I’ve changed my degree’s three times and still not sure where I see my long-term career heading but I really enjoy the work I’m doing now and the role I have here at Fujitsu.
What was your interview process like?
The interview process was standard STAR responses, as well as just back and forth questions with my interviewer, who is now my manager. If it wasn’t for CareerTrackers I don’t think I would’ve been well versed on what STAR responses are or how to answer them, so I am grateful for those professional development days.
What does your employer do?
Fujitsu partners with customers to consult, design, build, operate and support business solutions. From strategic consulting to application and infrastructure solutions and services, Fujitsu has earned a reputation as the single supplier of choice for leading government and corporate organisations throughout Australia.
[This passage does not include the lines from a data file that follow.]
//! Rooftop analysis capability.

use async_trait::async_trait;

use rooftop_models::QualitativeAnalysis;

use crate::client::OpenRouterClient;
use crate::error::VisionResult;

/// Anything that can turn a rooftop image into a qualitative analysis.
#[async_trait]
pub trait RoofAnalyzer: Send + Sync {
    async fn analyze_image(&self, image: &[u8]) -> VisionResult<QualitativeAnalysis>;

    /// Whether the analyzer can currently serve requests.
    fn is_ready(&self) -> bool {
        true
    }
}

#[async_trait]
impl RoofAnalyzer for OpenRouterClient {
    async fn analyze_image(&self, image: &[u8]) -> VisionResult<QualitativeAnalysis> {
        self.analyze_bytes(image).await
    }

    fn is_ready(&self) -> bool {
        self.config().has_api_key()
    }
}

type Responder = dyn Fn(&[u8]) -> VisionResult<QualitativeAnalysis> + Send + Sync;

/// Analyzer answering from a closure instead of the network.
pub struct StaticAnalyzer {
    respond: Box<Responder>,
}

impl StaticAnalyzer {
    pub fn new<F>(respond: F) -> Self
    where
        F: Fn(&[u8]) -> VisionResult<QualitativeAnalysis> + Send + Sync + 'static,
    {
        Self {
            respond: Box::new(respond),
        }
    }

    /// Always return the given analysis.
    pub fn returning(analysis: QualitativeAnalysis) -> Self {
        Self::new(move |_| Ok(analysis.clone()))
    }
}

#[async_trait]
impl RoofAnalyzer for StaticAnalyzer {
    async fn analyze_image(&self, image: &[u8]) -> VisionResult<QualitativeAnalysis> {
        (self.respond)(image)
    }
}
What are your areas of responsibility?
I work in Responsible Business. This encompasses a range of areas including supplier diversity, environmental sustainability and charity partnerships, virtually all things CSR. I mainly focus on Fujitsu’s Reconciliation Action Plan (RAP) Program and working out how to meet our commitments as a company, as well as how we could do better in this area.
Can you describe a typical workday?
I typically focus on how to meet RAP objectives and things we can do as a company to increase Indigenous participation in the ICT sector. Currently, I’m working on the Cultural Training Strategy, as well as drafting the new Innovate RAP, which will launch in June 2021. The Cultural Training Strategy is going to be extremely important going forward. Aboriginal and Torres Strait Islander peoples in Australia have such a rich history that is often overlooked and undertaught and this is a really important initiative in spreading awareness.
What are the career prospects with your job?
From working on the RAP, you could go into Diversity more broadly. It’s a really growing sector and crucial to any company.
What would your career be if you weren’t doing what you’re doing now?
Investment Banking. Still a really enticing career but being Aboriginal I find a lot of satisfaction in what I do now and that’s really important in a job.
What do you love the most about your job?
I like that what I’m doing has real world effects and it helps other mob progress. Too many of my siblings, cousins and other family members see the corporate world as unattainable and work like mine is helping to bridge that gap.
What’s the biggest limitation of your job?
The biggest limitation to my job is obviously funding. With chance creation in a sector like tech financial restrictions obviously dictate a lot of our capabilities but that’s where being creative and resourceful comes in and our mob are nothing if not resourceful.
Which three pieces of advice would you give to Indigenous students nearing graduation?
Take any opportunity you’re given, don’t be afraid of people’s roles and titles and ask questions, nothing is too dumb to ask.